Posted July 26th, 2011 at 5:19 pm.

Abstract: Valerie Galstad

Mentor: Xuemei Cheng

A strong drive for technological advancement and increased demand for Internet speed and efficiency have made nanoelectronics a very important field of research. With the use of superconductors in nanoelectronics comes more energy efficient electronics capable of faster operational speeds and durability. A Josephson junction is the design of two superconductors with a non-conducting material sandwiched between. This particular design has allowed the development of superconducting quantum interference devices (SQUIDs), single-electron transistors, and various other quantum electronic devices. MgB2 is such an efficient superconductor due to its higher energy pi gap and high critical temperature. These qualities allow MgB2 to operate at faster speeds and at higher temperatures, decreasing necessary cooling power in a device.

I intend to use photolithography, among other processes, to fabricate MgB2/MgO/MgB2 Josephson junctions. The method in which one creates the junction begins by depositing an MgB2 layer 100 nm thick using Hybrid Physical-Chemical Vapor Deposition (HPCVD). A very thin layer (1-2 nm) of MgO is then deposited on the sample with RF magnetron sputtering. Another layer of MgB2, 75 nm thick, is then deposited on the sample before it is covered with gold to discourage degradation of the superconductor. The sample is coated in a thin photoresist layer via spinning, and is heated before the photolithographic process can take place. The sample goes through a multi-step process beginning with exposure to UV radiation on a Mask Aligner, which patterns the sample. The sample then is developed in 351 developer, heated, goes through three ion etching steps, deposited with gold again, covered in an insulating MgO layer, and washed with acetone before it is ready for measuring.

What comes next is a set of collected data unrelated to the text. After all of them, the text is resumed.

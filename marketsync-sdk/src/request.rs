//! Request descriptors.
//!
//! A [`RequestDescriptor`] is everything the requester needs to perform one
//! logical call: method, logical path, headers and body. Mutating
//! descriptors carry their idempotency token from the moment they are
//! built, so every dispatch of the same descriptor reuses it.

use std::collections::BTreeMap;

use bytes::Bytes;
use serde::Serialize;

use crate::idempotency::IdempotencyToken;

/// HTTP methods used by the backend.
#[derive(Debug, Clone, Copy, PartialEq, Eq, Hash)]
pub enum Method {
    Get,
    Post,
    Put,
    Patch,
    Delete,
}

impl Method {
    /// Whether the method changes server state and therefore needs an
    /// idempotency key.
    pub fn is_mutating(self) -> bool {
        !matches!(self, Method::Get)
    }

    pub fn as_str(self) -> &'static str {
        match self {
            Method::Get => "GET",
            Method::Post => "POST",
            Method::Put => "PUT",
            Method::Patch => "PATCH",
            Method::Delete => "DELETE",
        }
    }
}

impl std::fmt::Display for Method {
    fn fmt(&self, f: &mut std::fmt::Formatter<'_>) -> std::fmt::Result {
        f.write_str(self.as_str())
    }
}

/// Case-insensitive header collection.
///
/// Names are stored lowercased, so a name can only ever appear once.
#[derive(Debug, Clone, Default, PartialEq, Eq)]
pub struct Headers(BTreeMap<String, String>);

impl Headers {
    pub fn new() -> Self {
        Self::default()
    }

    pub fn insert(&mut self, name: &str, value: impl Into<String>) {
        self.0.insert(name.to_ascii_lowercase(), value.into());
    }

    pub fn get(&self, name: &str) -> Option<&str> {
        self.0.get(&name.to_ascii_lowercase()).map(String::as_str)
    }

    pub fn remove(&mut self, name: &str) -> Option<String> {
        self.0.remove(&name.to_ascii_lowercase())
    }

    pub fn contains(&self, name: &str) -> bool {
        self.0.contains_key(&name.to_ascii_lowercase())
    }

    pub fn len(&self) -> usize {
        self.0.len()
    }

    pub fn is_empty(&self) -> bool {
        self.0.is_empty()
    }

    pub fn iter(&self) -> impl Iterator<Item = (&str, &str)> {
        self.0.iter().map(|(k, v)| (k.as_str(), v.as_str()))
    }
}

pub const AUTHORIZATION_HEADER: &str = "Authorization";
pub const CONTENT_TYPE_HEADER: &str = "Content-Type";

/// One logical call against the backend.
#[derive(Debug, Clone)]
pub struct RequestDescriptor {
    method: Method,
    path: String,
    headers: Headers,
    body: Option<Bytes>,
    idempotency: Option<IdempotencyToken>,
}

impl RequestDescriptor {
    /// Create a descriptor. Mutating methods get a fresh idempotency token.
    pub fn new(method: Method, path: impl Into<String>) -> Self {
        Self {
            method,
            path: path.into(),
            headers: Headers::new(),
            body: None,
            idempotency: method.is_mutating().then(IdempotencyToken::generate),
        }
    }

    pub fn get(path: impl Into<String>) -> Self {
        Self::new(Method::Get, path)
    }

    pub fn post(path: impl Into<String>) -> Self {
        Self::new(Method::Post, path)
    }

    pub fn put(path: impl Into<String>) -> Self {
        Self::new(Method::Put, path)
    }

    pub fn delete(path: impl Into<String>) -> Self {
        Self::new(Method::Delete, path)
    }

    pub fn with_header(mut self, name: &str, value: impl Into<String>) -> Self {
        self.headers.insert(name, value);
        self
    }

    /// Attach `Authorization: Bearer <token>`.
    pub fn with_bearer(self, token: &str) -> Self {
        self.with_header(AUTHORIZATION_HEADER, format!("Bearer {token}"))
    }

    pub fn with_body(mut self, body: impl Into<Bytes>) -> Self {
        self.body = Some(body.into());
        self
    }

    /// Serialize `body` as the JSON request body.
    pub fn with_json<T: Serialize + ?Sized>(self, body: &T) -> Result<Self, serde_json::Error> {
        let json = serde_json::to_vec(body)?;
        Ok(self
            .with_header(CONTENT_TYPE_HEADER, "application/json")
            .with_body(json))
    }

    /// Reuse a token from an earlier logical call (e.g. a user-initiated
    /// retry of the same action). Ignored for read requests.
    pub fn with_idempotency_token(mut self, token: IdempotencyToken) -> Self {
        if self.method.is_mutating() {
            self.idempotency = Some(token);
        }
        self
    }

    pub fn method(&self) -> Method {
        self.method
    }

    pub fn path(&self) -> &str {
        &self.path
    }

    pub fn headers(&self) -> &Headers {
        &self.headers
    }

    pub fn body(&self) -> Option<&Bytes> {
        self.body.as_ref()
    }

    pub fn is_mutating(&self) -> bool {
        self.method.is_mutating()
    }

    pub fn idempotency_token(&self) -> Option<&IdempotencyToken> {
        self.idempotency.as_ref()
    }
}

Photolithography lets us create very small, intricate, and accurate patterns. It is utilized in the creation of integrated circuits, circuit boards, and waveguides, which are present in most electronic devices and modern technology. Due to widespread interest in technological development the skill of photolithography will most certainly prove to be a useful one. It is my goal to master the task of photolithography in order to improve the efficiency of Josephson junctions and the technology that so heavily relies on them.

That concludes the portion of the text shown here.